Trying to get into medical school was my biggest obstacle. I was a woman; we didn't have any money; and I was a refugee—a fatal combination at the time if you wanted to go to medical school. I decided that since it was impossible to get into medical school, that I would get my Ph.D. first. I received my Ph.D. in psychology from Columbia University. I was able to work my way through my Ph.D. with a full-time job. After that I got into medical school.

How do I make a difference?

I make a difference in two ways. First, through my research and research findings. And second, through mentoring students, trainees, and fellows. While I have not exclusively concentrated on mentoring women, I have certainly tried to find women for whom I could be helpful in their careers. As far as mentoring is concerned, I think I have made a big difference in the careers of many women. I was able to do so because I could share with them the sophisticated understanding and useful strategies I had learned from my husband, Murray Jarvik, and his colleagues in the "old boys network" that dominated science and academia.

Who was my mentor?

As I said, my uncle was my earliest mentor. In addition, Dr. Franz Kallmann, one of the founders of psychiatric genetics, was my mentor. I worked for him in the twin studies while I was studying for my Ph.D. and while I was in medical school. Among early human geneticists, Dr. Kallmann was a very powerful figure.
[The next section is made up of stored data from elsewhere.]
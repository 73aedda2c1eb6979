use chrono::{DateTime, Utc};
use std::cmp::Ordering;

/// A comparable value extracted from a row for in-memory sorting.
#[derive(Debug, Clone, PartialEq)]
pub enum SortValue {
    Text(String),
    Number(f64),
    Time(DateTime<Utc>),
}

impl SortValue {
    /// Total order used by the in-memory pager. Mismatched variants compare
    /// equal so a malformed row never panics a sort.
    pub fn compare(&self, other: &SortValue) -> Ordering {
        match (self, other) {
            (SortValue::Text(a), SortValue::Text(b)) => a.to_lowercase().cmp(&b.to_lowercase()),
            (SortValue::Number(a), SortValue::Number(b)) => {
                a.partial_cmp(b).unwrap_or(Ordering::Equal)
            }
            (SortValue::Time(a), SortValue::Time(b)) => a.cmp(b),
            _ => Ordering::Equal,
        }
    }
}

/// Row types that can be filtered, sorted and paged in memory.
pub trait Listable {
    fn row_id(&self) -> &str;

    /// Value compared against the status filter.
    fn status(&self) -> &str;

    fn created_at(&self) -> DateTime<Utc>;

    /// Text the free-text search is matched against (case-insensitive).
    fn search_haystack(&self) -> String;

    fn sort_value(&self, field: &str) -> Option<SortValue> {
        match field {
            "createdAt" => Some(SortValue::Time(self.created_at())),
            _ => None,
        }
    }
}
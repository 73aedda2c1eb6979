use serde::{Deserialize, Serialize};
use std::fmt;

#[cfg(feature = "validation")]
use validator::Validate;

/// Authenticated admin session as returned by `POST /admin/login`.
#[derive(Clone, PartialEq, Serialize, Deserialize)]
pub struct Session {
    pub token: String,
    #[serde(default)]
    pub role: String,
    #[serde(default)]
    pub username: String,
}

impl fmt::Debug for Session {
    fn fmt(&self, f: &mut fmt::Formatter<'_>) -> fmt::Result {
        f.debug_struct("Session")
            .field("token", &"[REDACTED]")
            .field("role", &self.role)
            .field("username", &self.username)
            .finish()
    }
}

#[derive(Debug, Clone, PartialEq, Serialize, Deserialize)]
#[cfg_attr(feature = "validation", derive(Validate))]
pub struct LoginForm {
    #[cfg_attr(
        feature = "validation",
        validate(email(message = "Enter a valid email address"))
    )]
    pub email: String,
    #[cfg_attr(
        feature = "validation",
        validate(length(min = 1, message = "Password is required"))
    )]
    pub password: String,
}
How has my career evolved over time?

Certainly when I was very young, I saw myself as a family physician. I never thought of academic medicine, even in medical school. I had a rotating internship rather than any particular specialty. Yet somehow I drifted into academia. I guess because I had a research background and knew about research. People would tell me that it was a waste if I didn't use that. Opportunities became available. And I spent my life in academic medicine and medical education without ever having a private practice. And most important of all, I was able to pursue my career thanks to the love and support of my family—my husband and children who tolerated my absences, and my mother who stepped in whenever I was out, or just needed help.